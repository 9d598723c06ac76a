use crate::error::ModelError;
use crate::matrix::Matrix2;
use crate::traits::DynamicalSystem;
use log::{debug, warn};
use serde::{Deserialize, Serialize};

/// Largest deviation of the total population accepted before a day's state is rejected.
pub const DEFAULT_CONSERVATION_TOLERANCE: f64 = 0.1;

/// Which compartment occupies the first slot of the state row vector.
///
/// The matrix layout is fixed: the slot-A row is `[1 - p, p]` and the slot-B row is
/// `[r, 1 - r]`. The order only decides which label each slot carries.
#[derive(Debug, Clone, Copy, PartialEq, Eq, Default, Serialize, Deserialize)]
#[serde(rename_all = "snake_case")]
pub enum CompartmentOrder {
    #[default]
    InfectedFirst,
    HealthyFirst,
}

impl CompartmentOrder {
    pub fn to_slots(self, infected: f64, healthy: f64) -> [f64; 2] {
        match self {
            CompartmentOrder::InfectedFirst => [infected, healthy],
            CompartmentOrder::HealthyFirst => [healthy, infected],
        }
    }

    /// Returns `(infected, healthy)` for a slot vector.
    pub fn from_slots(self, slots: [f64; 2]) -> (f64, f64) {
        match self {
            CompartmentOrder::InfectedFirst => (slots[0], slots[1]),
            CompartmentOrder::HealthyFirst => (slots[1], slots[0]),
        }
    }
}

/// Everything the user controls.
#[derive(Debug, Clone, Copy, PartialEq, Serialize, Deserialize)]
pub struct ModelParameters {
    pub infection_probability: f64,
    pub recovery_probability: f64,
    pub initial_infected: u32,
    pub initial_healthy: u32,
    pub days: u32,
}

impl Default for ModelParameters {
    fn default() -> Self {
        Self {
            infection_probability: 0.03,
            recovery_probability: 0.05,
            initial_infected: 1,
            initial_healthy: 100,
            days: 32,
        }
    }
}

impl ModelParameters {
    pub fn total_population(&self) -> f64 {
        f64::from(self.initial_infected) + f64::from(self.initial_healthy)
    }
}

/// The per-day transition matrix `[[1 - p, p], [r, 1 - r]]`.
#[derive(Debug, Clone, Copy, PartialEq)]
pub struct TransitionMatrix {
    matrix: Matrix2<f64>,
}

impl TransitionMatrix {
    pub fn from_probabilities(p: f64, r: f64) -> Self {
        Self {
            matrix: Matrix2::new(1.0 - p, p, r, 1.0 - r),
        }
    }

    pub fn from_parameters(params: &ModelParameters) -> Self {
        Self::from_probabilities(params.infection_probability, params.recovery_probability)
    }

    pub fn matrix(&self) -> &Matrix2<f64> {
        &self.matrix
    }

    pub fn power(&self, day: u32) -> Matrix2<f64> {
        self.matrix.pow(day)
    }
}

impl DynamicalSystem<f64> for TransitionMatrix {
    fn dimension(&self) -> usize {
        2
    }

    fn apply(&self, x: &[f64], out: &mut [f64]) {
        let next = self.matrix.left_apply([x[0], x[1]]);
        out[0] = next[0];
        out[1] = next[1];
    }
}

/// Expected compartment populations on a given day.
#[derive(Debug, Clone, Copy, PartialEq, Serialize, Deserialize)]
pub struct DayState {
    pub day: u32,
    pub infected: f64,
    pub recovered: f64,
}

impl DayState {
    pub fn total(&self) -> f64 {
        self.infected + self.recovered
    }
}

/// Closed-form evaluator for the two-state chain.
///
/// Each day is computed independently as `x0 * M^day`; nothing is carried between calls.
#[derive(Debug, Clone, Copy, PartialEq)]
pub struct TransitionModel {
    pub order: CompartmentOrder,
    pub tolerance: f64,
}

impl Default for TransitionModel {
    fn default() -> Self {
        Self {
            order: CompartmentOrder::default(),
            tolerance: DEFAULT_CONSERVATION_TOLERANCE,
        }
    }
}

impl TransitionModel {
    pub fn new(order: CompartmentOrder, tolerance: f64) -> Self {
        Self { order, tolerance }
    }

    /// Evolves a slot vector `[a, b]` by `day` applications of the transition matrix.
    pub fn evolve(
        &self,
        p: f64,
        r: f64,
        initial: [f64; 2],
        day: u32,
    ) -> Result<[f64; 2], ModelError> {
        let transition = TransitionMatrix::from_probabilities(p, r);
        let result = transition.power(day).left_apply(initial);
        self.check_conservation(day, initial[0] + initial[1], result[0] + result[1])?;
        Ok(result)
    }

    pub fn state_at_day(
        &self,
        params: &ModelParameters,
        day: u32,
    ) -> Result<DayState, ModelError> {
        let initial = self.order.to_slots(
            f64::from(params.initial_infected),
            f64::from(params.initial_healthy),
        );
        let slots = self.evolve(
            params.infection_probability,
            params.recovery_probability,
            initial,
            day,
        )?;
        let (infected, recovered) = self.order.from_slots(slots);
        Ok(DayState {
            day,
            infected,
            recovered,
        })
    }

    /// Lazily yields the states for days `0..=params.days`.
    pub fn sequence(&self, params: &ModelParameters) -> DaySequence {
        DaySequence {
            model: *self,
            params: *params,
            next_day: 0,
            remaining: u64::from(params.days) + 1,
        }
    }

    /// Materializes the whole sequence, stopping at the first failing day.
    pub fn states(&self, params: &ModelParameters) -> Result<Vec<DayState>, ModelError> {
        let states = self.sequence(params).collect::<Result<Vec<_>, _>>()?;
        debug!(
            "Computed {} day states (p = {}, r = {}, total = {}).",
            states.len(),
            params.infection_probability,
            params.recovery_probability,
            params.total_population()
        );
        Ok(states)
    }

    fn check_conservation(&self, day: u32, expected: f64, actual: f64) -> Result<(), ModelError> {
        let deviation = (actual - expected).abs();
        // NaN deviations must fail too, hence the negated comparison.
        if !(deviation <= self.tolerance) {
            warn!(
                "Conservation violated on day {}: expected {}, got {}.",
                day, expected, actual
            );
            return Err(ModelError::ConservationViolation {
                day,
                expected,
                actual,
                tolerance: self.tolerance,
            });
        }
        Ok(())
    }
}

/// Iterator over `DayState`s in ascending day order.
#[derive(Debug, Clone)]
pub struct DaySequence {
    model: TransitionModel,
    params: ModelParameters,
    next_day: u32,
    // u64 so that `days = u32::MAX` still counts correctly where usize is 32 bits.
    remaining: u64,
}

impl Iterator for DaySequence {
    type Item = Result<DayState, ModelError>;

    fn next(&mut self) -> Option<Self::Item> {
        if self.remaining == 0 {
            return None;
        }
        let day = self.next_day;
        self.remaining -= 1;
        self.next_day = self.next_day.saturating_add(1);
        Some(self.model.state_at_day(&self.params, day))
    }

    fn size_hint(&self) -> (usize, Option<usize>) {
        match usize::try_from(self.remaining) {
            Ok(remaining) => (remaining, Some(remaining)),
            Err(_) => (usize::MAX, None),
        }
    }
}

______

_What to work on:_
Search the preceding listing for the word "serde" and pull out every line that holds it.

_Exercise output:_
use serde::{Deserialize, Serialize};
#[serde(rename_all = "snake_case")]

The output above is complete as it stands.